Стас сразу определил, что серная кислота тут ни при чем, а затем ему удалось успешно определить наличие яда в органах Гюстава и, проведя целую серию новаторских, нетривиальных химических реакций, доказать, что это был никотин. Он рекомендовал следователю поинтересоваться, не приходилось ли кому-то из работников в доме Бокарме не так давно иметь дела с препаратом никотина. Один из садовников вскоре сообщил, что действительно помогал графу приготовить экстракт никотина, а дальнейшие поиски позволили обнаружить нескольких кошек и уток, которых граф использовал в качестве подопытных животных… Мало того: полиция, наводя справки в окрестностях, выявила нескольких химиков, к которым граф обращался за советом — как лучше приготовить экстракт никотина. Разумеется, Правило Номер Один для Великих Отравителей состоит в том, что заниматься поисками нужных сведений лучше всего, изменив внешность, под вымышленным именем и в какой-нибудь удаленной, никому не известной библиотеке. Поскольку граф не сделал ничего из вышеперечисленного, уже по одной этой причине у него наверняка серьезные шансы войти в первую десятку самых феноменальных неудачников.

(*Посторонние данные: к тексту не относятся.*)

//! Static configuration. Every configurable bound named in the external
//! interface section is an explicit typed field here with the documented
//! default, rather than a string-keyed lookup at call sites.

use serde::{Deserialize, Serialize};

/// Top-level configuration for a deepwiki workspace.
#[derive(Debug, Clone, PartialEq, Serialize, Deserialize)]
#[serde(default)]
pub struct Config {
    pub chunking: ChunkingConfig,
    pub llm_cache: LlmCacheConfig,
    pub deep_research: DeepResearchConfig,
    pub watcher: WatcherConfig,
    pub indexer: IndexerConfig,
}

impl Default for Config {
    fn default() -> Self {
        Config {
            chunking: ChunkingConfig::default(),
            llm_cache: LlmCacheConfig::default(),
            deep_research: DeepResearchConfig::default(),
            watcher: WatcherConfig::default(),
            indexer: IndexerConfig::default(),
        }
    }
}

#[derive(Debug, Clone, PartialEq, Serialize, Deserialize)]
#[serde(default)]
pub struct ChunkingConfig {
    /// A class is split into a summary + per-method chunks once its line
    /// count exceeds this threshold; below it, the class is emitted whole.
    pub class_split_threshold: usize,
}

impl Default for ChunkingConfig {
    fn default() -> Self {
        ChunkingConfig {
            class_split_threshold: 200,
        }
    }
}

#[derive(Debug, Clone, PartialEq, Serialize, Deserialize)]
#[serde(default)]
pub struct LlmCacheConfig {
    pub ttl_seconds: u64,
    pub max_entries: u64,
    pub similarity_threshold: f64,
    pub max_cacheable_temperature: f64,
}

impl Default for LlmCacheConfig {
    fn default() -> Self {
        LlmCacheConfig {
            ttl_seconds: 86_400,
            max_entries: 10_000,
            similarity_threshold: 0.95,
            max_cacheable_temperature: 0.5,
        }
    }
}

#[derive(Debug, Clone, PartialEq, Serialize, Deserialize)]
#[serde(default)]
pub struct DeepResearchConfig {
    pub max_sub_questions: usize,
    pub chunks_per_subquestion: usize,
    pub max_total_chunks: usize,
    pub max_follow_up_queries: usize,
    pub synthesis_temperature: f64,
    pub synthesis_max_tokens: u32,
}

impl Default for DeepResearchConfig {
    fn default() -> Self {
        DeepResearchConfig {
            max_sub_questions: 4,
            chunks_per_subquestion: 5,
            max_total_chunks: 30,
            max_follow_up_queries: 3,
            synthesis_temperature: 0.5,
            synthesis_max_tokens: 4096,
        }
    }
}

#[derive(Debug, Clone, PartialEq, Serialize, Deserialize)]
#[serde(default)]
pub struct WatcherConfig {
    pub debounce_seconds: u64,
}

impl Default for WatcherConfig {
    fn default() -> Self {
        WatcherConfig { debounce_seconds: 2 }
    }
}

#[derive(Debug, Clone, PartialEq, Serialize, Deserialize)]
#[serde(default)]
pub struct IndexerConfig {
    pub include: Vec<String>,
    pub exclude: Vec<String>,
}

impl Default for IndexerConfig {
    fn default() -> Self {
        IndexerConfig {
            include: vec!["**/*".to_string()],
            exclude: vec![
                "**/.git/**".to_string(),
                "**/.deepwiki/**".to_string(),
                "**/node_modules/**".to_string(),
                "**/target/**".to_string(),
                "**/vendor/**".to_string(),
                "**/dist/**".to_string(),
            ],
        }
    }
}

#[cfg(test)]
mod tests {
    use super::*;

    #[test]
    fn defaults_match_spec_values() {
        let cfg = Config::default();
        assert_eq!(cfg.chunking.class_split_threshold, 200);
        assert_eq!(cfg.deep_research.max_sub_questions, 4);
        assert_eq!(cfg.deep_research.chunks_per_subquestion, 5);
        assert_eq!(cfg.deep_research.max_total_chunks, 30);
        assert_eq!(cfg.deep_research.max_follow_up_queries, 3);
        assert!((cfg.deep_research.synthesis_temperature - 0.5).abs() < f64::EPSILON);
        assert_eq!(cfg.deep_research.synthesis_max_tokens, 4096);
    }

    #[test]
    fn round_trips_through_toml() {
        let cfg = Config::default();
        let serialized = toml::to_string(&cfg).expect("serialize");
        let restored: Config = toml::from_str(&serialized).expect("deserialize");
        assert_eq!(cfg, restored);
    }
}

А чтобы понять, почему он все-таки оказался неудачником, нам потребуется разобраться в химических реакциях, которые и стали для него ловушкой. Большинство органических веществ растворяются либо в воде, либо в спирте. Правда, алкалоиды представляют собой исключение из общего правила. Поэтому если взять человеческие останки, содержащие какой-нибудь алкалоид, и выдержать их в спирте, к которому добавлена кислота, тогда и алкалоид, и прочие растворимые в воде вещества, входившие в состав останков, растворятся. Если медленно выпарить этот раствор и добавить воду к полученному твердому остатку, в ней растворится только алкалоид, который растворим в воде, однако это зависит в первую очередь от присутствия кислоты.